Beatriz y Benito han alquilado un pequeño estudio, poco más de treinta metros cuadrados, cocina americana, un sofá cama, una pequeña televisión y una mininevera. Beatriz es telefonista y Benito un alto ejecutivo en la misma empresa, a ella le quedan desde hace muchos años tres asignaturas para terminar la carrera, él está casado y tiene tres hijos; ella tiene poco más de treinta y él pasó hace tiempo los cincuenta; la voz de ella es suave, la cara de él, inexpresiva, muy buena para negociar; él realizó la entrevista de trabajo con la que ella entró en la empresa, ese día estaba enfermo el director de recursos humanos; ella estaba nerviosa. Ninguno sabe cómo ha llegado hasta aquí. Si miran hacia atrás les parece imposible lo que han hecho. Ellos dicen que fue la casualidad, él estaba de rodríguez y fue al cine, ella lo vio y se le acercó, o al menos así lo recuerda él. Compartieron con vergüenza palomitas, y de repente aparecieron en el pequeño estudio. Lo paga él, a ella no le alcanza el dinero, pero trae cocacolas y cervezas sin alcohol que mete en la pequeña neverita siempre llena de hielo. No hay hora fija y ninguno de los dos sabe si el otro estará en ese momento, el ruido de la llave al girar hace temblar sus corazones, frente a frente no saben qué decirse. Les gustaría poner una palabra a lo que sienten, pero no la encuentran. No es amor, no es sexo, tampoco es amistad.

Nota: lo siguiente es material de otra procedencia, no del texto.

use std::time::Duration;

use async_trait::async_trait;
use reqwest::{header, Client};
use tracing::debug;

use super::{FetchError, Network, Request, Response};

/// HTTP request timeout in seconds.
const REQUEST_TIMEOUT_SECS: u64 = 30;

/// Network backed by a real HTTP client.
/// Clone is cheap - reqwest::Client uses Arc internally for connection pooling.
#[derive(Clone)]
pub struct HttpNetwork {
    client: Client,
}

impl HttpNetwork {
    pub fn new() -> Result<Self, FetchError> {
        let client = Client::builder()
            .timeout(Duration::from_secs(REQUEST_TIMEOUT_SECS))
            .build()
            .map_err(|e| FetchError::Unreachable(e.to_string()))?;
        Ok(Self { client })
    }
}

#[async_trait]
impl Network for HttpNetwork {
    async fn fetch(&self, request: &Request) -> Result<Response, FetchError> {
        let response = self
            .client
            .get(request.url().clone())
            .send()
            .await
            .map_err(|e| FetchError::Unreachable(e.to_string()))?;

        let status = response.status().as_u16();
        let content_type = response
            .headers()
            .get(header::CONTENT_TYPE)
            .and_then(|value| value.to_str().ok())
            .map(str::to_string);
        let body = response
            .bytes()
            .await
            .map_err(|e| FetchError::Unreachable(e.to_string()))?;

        debug!(url = %request.url(), status, bytes = body.len(), "Fetched");
        Ok(Response {
            status,
            content_type,
            body: body.to_vec(),
        })
    }
}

Tienen miedo de que les descubran, de que alguien se interponga entre sus corazones. Tienen miedo de la vida, de los hijos, de los padres, miedo al compromiso, miedo. La vida es larga y el estudio es pequeño, desde que llegaron es como si los muebles hubieran crecido. A veces los silencios son tan grandes que hay que acariciar, a veces el deseo es tan grande que hay que besar, hay que entregar la vida, hay que entregar el cuerpo, hay que entregar el alma. Pero no, aquí no hay alma, ni cuerpo, ni vida, es un pequeño estudio de poco más de treinta metros cuadrados donde no hay más que silencio, miedo, y algo que no saben cómo llamarlo.